Heather had joined the Guinevere team in the late 1980s and married Marc a few years later. She infused the company with professionalism, looking after clients properly and adding interior design qualities to our repertoire. Heather transformed our textile department, expanding the range of antique dhurries and developing a bespoke design service. She also introduced a range of lampshades made from vintage fabrics; these have become a mainstay of Guinevere today.
By the 1990s, Genevieve had taken a back seat at Guinevere and let Marc and I run the business. She was still avidly interested in travelling and sourcing antiques, as well as creating theatrical, eye-popping stands at the Olympia Art and Antiques Fair. Genevieve passed away on a plane to Hong Kong in 2000, while traveling with myself and her partner, John, on a buying trip where we planned to visit a re-awakening mainland China in search of the spectacular. She died with her boots on, as they say.
The fabulous Dean joined us 20 years ago and his experience of styling completed our development into a 21st century antiques Wunderkammer. Visual presentation courses through his veins and he often says that he lies awake at night dreaming up the next window transformation. Vitally for us, Dean can swiftly sift through a plethora of incoming pieces of divergent eras, cultures and scales and conjure up three-dimensional masterpieces with the results.

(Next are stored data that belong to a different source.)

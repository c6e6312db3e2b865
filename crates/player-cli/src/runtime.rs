//! Player runtime.
//!
//! Builds a controller on top of the silent engine, wires the process audio
//! session and runs either the one-shot `play` mode or the interactive shell.

use std::io::{BufRead, Write};
use std::sync::Arc;
use std::thread;

use anyhow::{Context, Result};
use crossbeam_channel::Receiver;
use playback_controller::{
    ChannelObserver, PlaybackController, PlaybackEndReason, PlaybackEvent, PlaybackState,
    SilentEngine, session,
};

use crate::cli::{Args, Command};
use crate::config::{PlayerConfig, ResolvedConfig};
use crate::shell::{self, Flow, ShellCommand};

/// Entry point shared by the binary.
pub fn run(args: Args) -> Result<()> {
    let file_cfg = match args.config.as_ref() {
        Some(path) => PlayerConfig::load(path)?,
        None => PlayerConfig::default(),
    };
    let resolved = file_cfg.resolve(&args);
    configure_session(&resolved)?;

    match args.cmd {
        Command::Play { urls } => run_play(&resolved, urls),
        Command::Shell { urls } => run_shell(&resolved, urls),
    }
}

fn configure_session(resolved: &ResolvedConfig) -> Result<()> {
    if let Some(category) = resolved.category.as_deref() {
        if !session::set_category(category) {
            return Err(anyhow::anyhow!("cannot use audio session category {category:?}"));
        }
    }
    if resolved.background_audio && !session::enable_background_audio() {
        tracing::warn!("background audio unavailable for this session category");
    }
    Ok(())
}

fn build_controller(
    resolved: &ResolvedConfig,
    urls: Vec<String>,
) -> Result<(Arc<PlaybackController>, Arc<ChannelObserver>, Receiver<PlaybackEvent>)> {
    let engine = SilentEngine::new(resolved.engine.clone());
    let controller = PlaybackController::from_parts(engine, resolved.controller.clone(), urls)
        .context("build initial queue")?;
    let controller = Arc::new(controller);
    let (observer, events) = ChannelObserver::new();
    controller.set_observer(&observer);

    let for_signal = controller.clone();
    let _ = ctrlc::set_handler(move || {
        for_signal.remove_all();
        std::process::exit(130);
    });

    Ok((controller, observer, events))
}

fn print_event(out: &mut impl Write, event: &PlaybackEvent) -> Result<()> {
    writeln!(out, "{}", serde_json::to_string(event)?)?;
    out.flush()?;
    Ok(())
}

/// Play the queue to its end, skipping items the engine cannot play.
pub fn run_play(resolved: &ResolvedConfig, urls: Vec<String>) -> Result<()> {
    let (controller, _observer, events) = build_controller(resolved, urls)?;
    tracing::info!(items = controller.queue().len(), "playing queue");
    controller.play().context("start playback")?;

    let stdout = std::io::stdout();
    let mut failures = 0usize;
    for event in events.iter() {
        print_event(&mut stdout.lock(), &event)?;
        let settled = match event {
            PlaybackEvent::DidFailPlayback { .. } => {
                failures += 1;
                true
            }
            PlaybackEvent::DidChangeState { state } => state == PlaybackState::Stopped,
            _ => false,
        };
        if settled && !keep_playing(&controller)? {
            break;
        }
    }

    let status = controller.status();
    tracing::info!(failures, end_reason = ?status.end_reason, "playback finished");
    if failures > 0 && failures == status.queue.len() {
        return Err(anyhow::anyhow!("none of the {failures} items could be played"));
    }
    Ok(())
}

/// Whether play mode should keep waiting for events.
///
/// A start that fails before the engine confirms it leaves the controller
/// stopped without a state change, so this looks at the controller rather
/// than at the event that woke us.
fn keep_playing(controller: &PlaybackController) -> Result<bool> {
    let status = controller.status();
    if status.starting || status.state != PlaybackState::Stopped {
        return Ok(true);
    }
    skip_failed_item(controller)
}

/// After a failure, move on to the next item if there is one.
///
/// Returns `true` when playback continues.
fn skip_failed_item(controller: &PlaybackController) -> Result<bool> {
    let status = controller.status();
    if status.end_reason != Some(PlaybackEndReason::Error) {
        return Ok(false);
    }
    let has_next = status
        .cursor
        .is_some_and(|cursor| cursor + 1 < status.queue.len());
    if !has_next {
        return Ok(false);
    }
    controller.advance_to_next().context("skip failed item")?;
    Ok(true)
}

/// Interactive control from stdin until `quit` or end of input.
pub fn run_shell(resolved: &ResolvedConfig, urls: Vec<String>) -> Result<()> {
    let (controller, observer, events) = build_controller(resolved, urls)?;

    let printer = thread::spawn(move || {
        let stdout = std::io::stdout();
        for event in events.iter() {
            if let Err(e) = print_event(&mut stdout.lock(), &event) {
                tracing::warn!("event output failed: {e:#}");
                break;
            }
        }
    });

    let stdin = std::io::stdin();
    for line in stdin.lock().lines() {
        let line = line.context("read command")?;
        let cmd = match ShellCommand::parse(&line) {
            Ok(Some(cmd)) => cmd,
            Ok(None) => continue,
            Err(msg) => {
                eprintln!("{msg}");
                continue;
            }
        };
        let flow = shell::execute(&controller, cmd, &mut std::io::stdout().lock())?;
        if flow == Flow::Quit {
            break;
        }
    }

    controller.remove_all();
    controller.clear_observer();
    // The printer stops once the last event sender is gone.
    drop(observer);
    let _ = printer.join();
    Ok(())
}

#[cfg(test)]
mod tests {
    use super::*;
    use playback_controller::{ControllerConfig, SilentEngineConfig};
    use std::time::Duration;

    fn resolved() -> ResolvedConfig {
        ResolvedConfig {
            controller: ControllerConfig::default(),
            engine: SilentEngineConfig {
                buffering: Duration::from_millis(2),
                item_duration: Duration::from_millis(20),
                tick: Duration::from_millis(2),
            },
            category: None,
            background_audio: false,
        }
    }

    #[test]
    fn build_controller_rejects_bad_queue() {
        let err = build_controller(&resolved(), vec!["relative/a.mp3".to_string()])
            .err()
            .unwrap();
        assert!(format!("{err:#}").contains("build initial queue"));
    }

    #[test]
    fn skip_only_after_failure_with_successor() {
        let controller = PlaybackController::with_resources(
            SilentEngine::new(resolved().engine),
            ["http://h/a.mp3", "http://h/b.mp3"],
        )
        .unwrap();
        assert!(!skip_failed_item(&controller).unwrap());
    }

    #[test]
    fn play_mode_runs_queue_to_completion() {
        let urls = vec!["http://h/a.mp3".to_string(), "http://h/b.mp3".to_string()];
        run_play(&resolved(), urls).unwrap();
    }

    fn play_in_background(urls: &[&str]) -> Result<()> {
        let urls: Vec<String> = urls.iter().map(|u| u.to_string()).collect();
        let (tx, rx) = crossbeam_channel::bounded(1);
        thread::spawn(move || {
            let _ = tx.send(run_play(&resolved(), urls));
        });
        rx.recv_timeout(Duration::from_secs(5))
            .expect("play mode did not finish")
    }

    #[cfg(unix)]
    #[test]
    fn play_mode_skips_item_that_fails_before_starting() {
        play_in_background(&["/no/such/dir/missing.flac", "http://h/b.mp3"]).unwrap();
    }

    #[cfg(unix)]
    #[test]
    fn play_mode_fails_when_nothing_plays() {
        let err = play_in_background(&["/no/such/dir/a.flac", "/no/such/dir/b.flac"])
            .err()
            .unwrap();
        assert!(err.to_string().contains("none of the 2 items"));
    }
}
//! Shared utilities

pub mod error;

pub use error::{AppError, AppResult, ErrorResponse};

Marc and I have run and developed Guinevere Antiques, staying true to the ideals established by Genevieve. The proof of our success has been in our longevity: we have remained on the King's Road while similar dealerships have long gone, moved online, or downsized. There are no shops like Guinevere around today and the time has come for us to plan a new future. However, we like a celebration, or an excuse for a party, and we’ve had many in our long history. Our 60th year on the King's Road is a fitting occasion to pause and reflect, while letting the marvellous Dreweatts run amok with their pick of our best pieces - both old, new, important and frivolous - to put together this celebratory auction, and to appropriately acknowledge the end of an era.
Highlights of the auction include: the best tapestry we ever had - a historical Brussels masterpiece dating from 1570 depicting Hannibal escaping entrapment by the Romans; a stunning Italian Art Deco parchment sideboard with marquetry inlays depicting scenes from Greek Mythology; some jaw dropping antique dhurries; a complete Indian carved sandstone window and surround, looking like it just popped over from Jaipur; and acres of lamps, bejewelled photo frames and coloured glass boxes. In summary, the extravagant, the opulent and the simply gorgeous.
We hope that, with this auction, we can share some of the symbols of the wonderful era of Guinevere with old friends and new.